Rogue Planets

There are rogue or nomadic planets wandering through the Milky Way Galaxy without being attached to the tether of a sun.  There also are planets attached to the Sagittarius Dwarf Galaxy moving through our galaxy, so it is possible that one of these planets could wander into our solar system.

You may not know it, but our galaxy is colliding with the Sagittarius galaxy right now.   Galaxy collisions are very common in our universe, but the stars in each galaxy are so far apart that collisions between stars are very rare.  Our galaxy and the Andromeda Galaxy will collide in about 4 billion years.

It is possible that these giant galaxies, Milky Way and Andromeda, passed close to each other about 10 billion years ago.  The force of gravity on each other probably caused the galaxies to bend out of shape.  This interaction may have had a significant impact on the development of our solar system.  Some scientists speculate that this interaction could have created some of the stars in our galaxy.  Gravity from the neighboring galaxy could have compressed gas clouds, causing them to collapse and to ignite, forming new stars.

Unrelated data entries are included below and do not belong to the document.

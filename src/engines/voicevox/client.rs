use async_trait::async_trait;
use reqwest::{Client, Response};
use serde_json::Value;

use crate::{EngineError, Speaker, SynthesisEngine, VoiceParams};

use super::speakers::parse_speakers;

/// Client for a VOICEVOX-compatible engine.
///
/// Cloning is cheap; clones share one connection pool.
#[derive(Clone)]
pub struct VoicevoxEngine {
    http: Client,
    base_url: String,
}

impl VoicevoxEngine {
    /// Create a client for the engine at `base_url` (e.g. `http://127.0.0.1:50021`).
    pub fn new(base_url: &str) -> Result<Self, EngineError> {
        let http = Client::builder()
            .build()
            .map_err(|e| EngineError::Transport(e.to_string()))?;
        Ok(Self::with_client(http, base_url))
    }

    /// Create a client that reuses an existing `reqwest` client.
    pub fn with_client(http: Client, base_url: &str) -> Self {
        Self {
            http,
            base_url: base_url.trim_end_matches('/').to_string(),
        }
    }

    pub fn base_url(&self) -> &str {
        &self.base_url
    }

    /// Engine version string. Succeeds only when the engine is up and answering.
    pub async fn version(&self) -> Result<String, EngineError> {
        let response = self
            .http
            .get(self.url("version"))
            .send()
            .await
            .map_err(transport)?;
        let body = check_status(response).await?.text().await.map_err(transport)?;
        Ok(body.trim().trim_matches('"').to_string())
    }

    async fn audio_query(&self, text: &str, speaker_id: u32) -> Result<Value, EngineError> {
        let speaker = speaker_id.to_string();
        let response = self
            .http
            .post(self.url("audio_query"))
            .query(&[("text", text), ("speaker", speaker.as_str())])
            .send()
            .await
            .map_err(transport)?;
        check_status(response)
            .await?
            .json::<Value>()
            .await
            .map_err(|e| EngineError::InvalidResponse(format!("audio_query: {e}")))
    }

    fn url(&self, path: &str) -> String {
        format!("{}/{path}", self.base_url)
    }
}

#[async_trait]
impl SynthesisEngine for VoicevoxEngine {
    async fn synthesize(&self, text: &str, voice: &VoiceParams) -> Result<Vec<u8>, EngineError> {
        let mut query = self.audio_query(text, voice.speaker_id).await?;
        apply_voice(&mut query, voice)?;

        let speaker = voice.speaker_id.to_string();
        let response = self
            .http
            .post(self.url("synthesis"))
            .query(&[("speaker", speaker.as_str())])
            .json(&query)
            .send()
            .await
            .map_err(transport)?;
        let audio = check_status(response).await?.bytes().await.map_err(transport)?;

        if audio.is_empty() {
            return Err(EngineError::InvalidResponse(
                "synthesis returned an empty body".to_string(),
            ));
        }
        Ok(audio.to_vec())
    }

    async fn speakers(&self) -> Result<Vec<Speaker>, EngineError> {
        let response = self
            .http
            .get(self.url("speakers"))
            .send()
            .await
            .map_err(transport)?;
        let body = check_status(response).await?.bytes().await.map_err(transport)?;
        parse_speakers(&body)
    }
}

/// Write the voice parameters into an `audio_query` result.
fn apply_voice(query: &mut Value, voice: &VoiceParams) -> Result<(), EngineError> {
    let fields = query.as_object_mut().ok_or_else(|| {
        EngineError::InvalidResponse("audio_query did not return a JSON object".to_string())
    })?;
    fields.insert("pitchScale".to_string(), Value::from(voice.pitch));
    fields.insert(
        "intonationScale".to_string(),
        Value::from(voice.intonation_scale),
    );
    fields.insert("speedScale".to_string(), Value::from(voice.speed));
    Ok(())
}

async fn check_status(response: Response) -> Result<Response, EngineError> {
    let status = response.status();
    if status.is_success() {
        return Ok(response);
    }
    let body = response.text().await.unwrap_or_default();
    Err(EngineError::Status {
        status: status.as_u16(),
        body,
    })
}

fn transport(e: reqwest::Error) -> EngineError {
    EngineError::Transport(e.to_string())
}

On December 24th on the night before Christmas, Venus was setting in the west while Jupiter was rising in the east, creating a bookend effect with our brightest planets sitting opposite from each other near the horizons.  If you were in the plains or in a level area, you could see both of them from dusk to about one hour after dusk.

The full moon is the brightest night object with about a 13 magnitude, while Venus, the brightest planet, is about one-third of that brightness at about 4.6.  Mars and Jupiter have about the same magnitude, about 2.7.  

At 11:00 am on December 24th a planet with a magnitude of somewhere between the moon and Venus, about a 6, was about 60 degrees in elevation in the eastern sky.  It was as bright as the landing lights from an airplane. 

All indications are that it is Jupiter, but its magnitude seems to be unusually high for Jupiter, which is usually about half this brightness.  However, if you follow a line from Rigel to Betelgeuse in the constellation Orion, it takes you to this planet, which must be Jupiter.  Its analemma travels go through the Gemini constellation just to the right of Castor and Pollux.  Typically, Jupiter travels from the east to the north and then will do a retrograde motion back to the east, creating a crunched “z” in its pattern.  I will continue to monitor this throughout 2014.  

When I examined it with a telescope, it appeared to have large craters similar to the moon, which could be Jupiter’s circular storms, one of which is the giant Red Spot.  But I did not see the traditional stripes around the planet.  Its relative size to our moon with the naked eye at this distance was about 1 to 20. 

It had at least one moon circling it at an unbelievable speed.  I timed it and it took only several minutes for its moon to circle the planet.  The only other possibility was that it had two moons in the same general orbit.  Again, it has to be Jupiter because that planet has four large moons, while Venus has none.  Venus also is in the western quadrant, so we can rule out Venus.

So, my conclusion is that it must be Jupiter, although I still have many questions: (1) why is Jupiter brighter than normal, (2) why does Jupiter appear to have craters without its traditional striping pattern, and (3) why does its moon circle the planet so quickly?

On the next night, January 12, 2014, Jupiter sat low at about 20 degrees elevation, moving to about 30 degrees and located in the east of northeast section at sunset.  The only two objects I could see in the early dusk were the moon and this planet.  I watched the landing lights of an airplane, which looked identical to the magnitude of this planet’s light.  Castor and Pollux were to its north (left) and Rigel and Betelgeuse were south (right) of it.  So, it must be Jupiter with an unusual high magnitude.

On February 15, 2014, at about 11:00 pm, the sky was very cloudy so that there were only two visible objects in the sky.  One, of course, was the moon, which barely could be seen.  The other, interestingly enough, was the overhead light of a planet breaking through the thick cloud cover.  I found this to be very unusual that a planet’s light was so bright that it could penetrate the heavy snow clouds.

On February 17, 2014, at about 11:00 pm, the sky was very cloudy so that there was only one visible object in the sky.  It was not the moon.  Believe it or not, it was the light of the planet coming through the pea soup.